Abstract
Background
Progressive multifocal leukoencephalopathy (PML) is an often fatal disease of the central nervous system caused by opportunistic infection of John Cunningham Polyomavirus (JCV). There’s still no antiviral therapeutic strategy which was generally recognized as effective. The prognosis may differ in patients with different pathological mechanisms and treatments. We aim to report the effectiveness of combined treatment of low-dose, long-term immunoglobulin and mirtazapine in a pathologically proved PML case.
Case presentation
A patient presented with progressive acalculia, right-left confusion and visual neglection was recorded. She received 10-year immunosuppressive therapy for dermatomyositis. White matter lesions located in bilateral parietal lobe and callosum area symmetrically in MR scanning. JC virus analysis and brain biopsy in left parietal lobe were performed.
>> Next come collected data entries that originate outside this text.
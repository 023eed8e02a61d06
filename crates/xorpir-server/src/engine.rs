use tracing::info;
use xorpir_core::{LayoutError, Record, SelectionKey, SelectionVector, ShardLayout};
use xorpir_pim::{
    aggregate_outputs, dispatch_batch, push_batch, DispatchError, Fleet, FleetError, UnitSet,
};
use xorpir_storage::{RecordStore, StoreError};

use crate::config::{ConfigError, EngineConfig};
use crate::orchestrator::{run_batch_pass, OrchestratorError, PassConfig, PassReport};
use crate::profiling::Profiler;

#[derive(Debug, Clone, PartialEq, Eq)]
pub enum EngineError {
    Config(ConfigError),
    Store(StoreError),
    Fleet(FleetError),
    Layout(LayoutError),
    Dispatch(DispatchError),
    Orchestrator(OrchestratorError),
}

impl std::fmt::Display for EngineError {
    fn fmt(&self, f: &mut std::fmt::Formatter<'_>) -> std::fmt::Result {
        match self {
            EngineError::Config(err) => write!(f, "invalid engine config: {}", err),
            EngineError::Store(err) => write!(f, "record store: {}", err),
            EngineError::Fleet(err) => write!(f, "{}", err),
            EngineError::Layout(err) => write!(f, "{}", err),
            EngineError::Dispatch(err) => write!(f, "{}", err),
            EngineError::Orchestrator(err) => write!(f, "batch pass failed: {}", err),
        }
    }
}

impl std::error::Error for EngineError {
    fn source(&self) -> Option<&(dyn std::error::Error + 'static)> {
        match self {
            EngineError::Config(err) => Some(err),
            EngineError::Store(err) => Some(err),
            EngineError::Fleet(err) => Some(err),
            EngineError::Layout(err) => Some(err),
            EngineError::Dispatch(err) => Some(err),
            EngineError::Orchestrator(err) => Some(err),
        }
    }
}

impl From<ConfigError> for EngineError {
    fn from(err: ConfigError) -> Self {
        EngineError::Config(err)
    }
}

impl From<StoreError> for EngineError {
    fn from(err: StoreError) -> Self {
        EngineError::Store(err)
    }
}

impl From<FleetError> for EngineError {
    fn from(err: FleetError) -> Self {
        EngineError::Fleet(err)
    }
}

impl From<LayoutError> for EngineError {
    fn from(err: LayoutError) -> Self {
        EngineError::Layout(err)
    }
}

impl From<DispatchError> for EngineError {
    fn from(err: DispatchError) -> Self {
        EngineError::Dispatch(err)
    }
}

impl From<OrchestratorError> for EngineError {
    fn from(err: OrchestratorError) -> Self {
        EngineError::Orchestrator(err)
    }
}

/// Builds the store `config` describes: the index pattern, or a seeded
/// pseudorandom fill.
pub fn build_store(config: &EngineConfig) -> Result<RecordStore, StoreError> {
    match config.fill_seed {
        None => RecordStore::with_index_pattern(config.num_records()),
        Some(seed) => {
            let mut store = RecordStore::new(config.num_records())?;
            store.fill_with_pattern(seed);
            Ok(store)
        }
    }
}

/// A record store replicated onto a compute-unit fleet.
pub struct PimEngine {
    config: EngineConfig,
    store: RecordStore,
    fleet: Fleet,
    layout: ShardLayout,
}

impl PimEngine {
    pub fn new(config: EngineConfig) -> Result<Self, EngineError> {
        config.validate()?;
        let store = build_store(&config)?;
        Self::with_store(config, store)
    }

    /// Allocates the fleet and uploads `store` to every cluster.
    pub fn with_store(config: EngineConfig, store: RecordStore) -> Result<Self, EngineError> {
        config.validate()?;
        let mut fleet = Fleet::allocate(config.fleet_config())?;
        let layout = fleet.load_store(&store)?;
        info!(
            records = store.len(),
            units = config.num_units,
            clusters = config.clusters,
            "engine ready"
        );
        Ok(Self {
            config,
            store,
            fleet,
            layout,
        })
    }

    pub fn config(&self) -> &EngineConfig {
        &self.config
    }

    pub fn store(&self) -> &RecordStore {
        &self.store
    }

    pub fn layout(&self) -> &ShardLayout {
        &self.layout
    }

    pub fn fleet(&self) -> &Fleet {
        &self.fleet
    }

    /// Single-query path: one dispatch on the first cluster.
    pub fn answer(&mut self, selection: &SelectionVector) -> Result<Record, EngineError> {
        let per_unit = self.partition_single(selection)?;
        let layout = self.layout;
        let results = dispatch_batch(self.first_cluster()?, &layout, &per_unit, 1)?;
        Ok(results[0])
    }

    /// Same as [`answer`](Self::answer), timing each dispatch stage into
    /// `profiler`: `COPY.CPU->PIM`, `PIR.PIMexec`, `COPY.PIM->CPU`,
    /// `PIR.Aggregate` and `PIR.PIM_Total`.
    pub fn answer_profiled(
        &mut self,
        selection: &SelectionVector,
        profiler: &mut Profiler,
    ) -> Result<Record, EngineError> {
        profiler.start("PIR.PIM_Total");
        let per_unit = self.partition_single(selection)?;
        let layout = self.layout;
        let set = self.first_cluster()?;

        profiler.start("COPY.CPU->PIM");
        push_batch(set, &layout, &per_unit, 1)?;
        profiler.accumulate("COPY.CPU->PIM");

        profiler.start("PIR.PIMexec");
        set.execute()?;
        profiler.accumulate("PIR.PIMexec");

        profiler.start("COPY.PIM->CPU");
        let outputs = set.pull_output(1)?;
        profiler.accumulate("COPY.PIM->CPU");

        profiler.start("PIR.Aggregate");
        let results = aggregate_outputs(outputs, 1);
        profiler.accumulate("PIR.Aggregate");

        profiler.accumulate("PIR.PIM_Total");
        Ok(results[0])
    }

    fn partition_single(&self, selection: &SelectionVector) -> Result<Vec<Vec<u8>>, EngineError> {
        Ok(self
            .layout
            .partition(selection)?
            .into_iter()
            .map(|part| part.into_bytes())
            .collect())
    }

    fn first_cluster(&mut self) -> Result<&mut (dyn UnitSet + 'static), EngineError> {
        Ok(self
            .fleet
            .cluster_mut(0)
            .ok_or(DispatchError::UnitCountMismatch {
                expected: 1,
                actual: 0,
            })?)
    }

    pub fn answer_key<K: SelectionKey>(&mut self, key: &K) -> Result<Record, EngineError> {
        let selection = key.expand(self.store.len());
        self.answer(&selection)
    }

    pub fn answer_batch<K: SelectionKey>(&mut self, keys: &[K]) -> Result<Vec<Record>, EngineError> {
        Ok(self.run_pass(keys)?.results)
    }

    /// Batch pass with per-dispatch sizes, for benchmarking.
    pub fn run_pass<K: SelectionKey>(&mut self, keys: &[K]) -> Result<PassReport, EngineError> {
        let pass = PassConfig {
            dispatch_limit: self.config.dispatch_limit(),
            max_producers: self.config.max_producers,
            queue_capacity: self.config.queue_capacity,
        };
        Ok(run_batch_pass(&mut self.fleet, &self.layout, keys, &pass)?)
    }
}

#[cfg(test)]
mod tests {
    use super::*;
    use crate::config::Environment;
    use crate::scan::reduce;
    use rand::rngs::StdRng;
    use rand::SeedableRng;
    use xorpir_core::{PointKey, XorShareKey};

    fn test_engine() -> PimEngine {
        PimEngine::new(EngineConfig::for_env(Environment::Test)).unwrap()
    }

    #[test]
    fn new_builds_index_pattern_store() {
        let engine = test_engine();
        assert_eq!(engine.store().len(), 1 << 12);
        assert_eq!(engine.store().record(77), Some(&Record::splat(77)));
        assert_eq!(engine.layout().unit_count(), 4);
        assert_eq!(engine.fleet().cluster_count(), 2);
    }

    #[test]
    fn new_rejects_invalid_config() {
        let config = EngineConfig {
            clusters: 3,
            ..EngineConfig::for_env(Environment::Test)
        };
        assert!(matches!(
            PimEngine::new(config),
            Err(EngineError::Config(ConfigError::Fleet(_)))
        ));
    }

    #[test]
    fn single_answer_matches_cpu_reduction() {
        let mut engine = test_engine();
        let mut rng = StdRng::seed_from_u64(21);
        let selection = SelectionVector::random(&mut rng, engine.store().len());
        let expected = reduce(engine.store(), &selection).unwrap();
        assert_eq!(engine.answer(&selection).unwrap(), expected);
    }

    #[test]
    fn profiled_answer_times_every_stage() {
        let mut engine = test_engine();
        let mut profiler = Profiler::new();
        let selection = SelectionVector::point(engine.store().len(), 1500);
        for _ in 0..2 {
            assert_eq!(
                engine.answer_profiled(&selection, &mut profiler).unwrap(),
                Record::splat(1500)
            );
        }
        for stage in [
            "COPY.CPU->PIM",
            "PIR.PIMexec",
            "COPY.PIM->CPU",
            "PIR.Aggregate",
            "PIR.PIM_Total",
        ] {
            assert_eq!(profiler.count(stage), 2, "{}", stage);
        }
    }

    #[test]
    fn answer_rejects_selection_for_other_store() {
        let mut engine = test_engine();
        assert!(matches!(
            engine.answer(&SelectionVector::zeroed(64)),
            Err(EngineError::Layout(_))
        ));
    }

    #[test]
    fn batch_answers_match_single_answers() {
        let mut engine = test_engine();
        let keys: Vec<PointKey> = [0, 1, 1023, 1024, 4095, 2000, 7]
            .into_iter()
            .map(|target| PointKey { target })
            .collect();
        let batch = engine.answer_batch(&keys).unwrap();
        for (key, result) in keys.iter().zip(&batch) {
            assert_eq!(*result, engine.answer_key(key).unwrap());
            assert_eq!(*result, Record::splat(key.target as u64));
        }
    }

    #[test]
    fn two_shares_reconstruct_the_target() {
        let mut engine = test_engine();
        let mut rng = StdRng::seed_from_u64(8);
        let (a, b) = XorShareKey::generate_pair(&mut rng, 3210);
        let share_a = engine.answer_key(&a).unwrap();
        let share_b = engine.answer_key(&b).unwrap();
        assert_eq!(share_a ^ share_b, Record::splat(3210));
    }

    #[test]
    fn seeded_fill_differs_from_index_pattern() {
        let config = EngineConfig {
            fill_seed: Some(99),
            ..EngineConfig::for_env(Environment::Test)
        };
        let store = build_store(&config).unwrap();
        assert_ne!(store.record(5), Some(&Record::splat(5)));
    }
}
The number of JCV copies was 2595 in CSF and 282,809 in brain specimen. Abundant foamy macrophages and the lymphatic cells were obvious in immunohistochemistry staining. Few SV-40 positive JC infected cell and more CD4 + and CD68 + cells were predominant. Immunosuppressive drugs were terminated after being diagnosed as PML for positive JCV and pathological characteristics. In addition, immunoglobulin (5 g/day) and mirtazapine (45 mg/day) were used. JC virus in CSF decreased to 0 after treatment for 4 months and was still negative in June 2023. The clinical symptoms improved, and white matter lesions recovered significantly.
Conclusions
We demonstrated that the combination treatment of IVIG and mirtazapine was effective in PML. Low-dose, long-term immunoglobulin might regulate the immune status in our case with controlled inflammatory reaction instead of destructive virus spreading. The therapy may be a prospective option for PML.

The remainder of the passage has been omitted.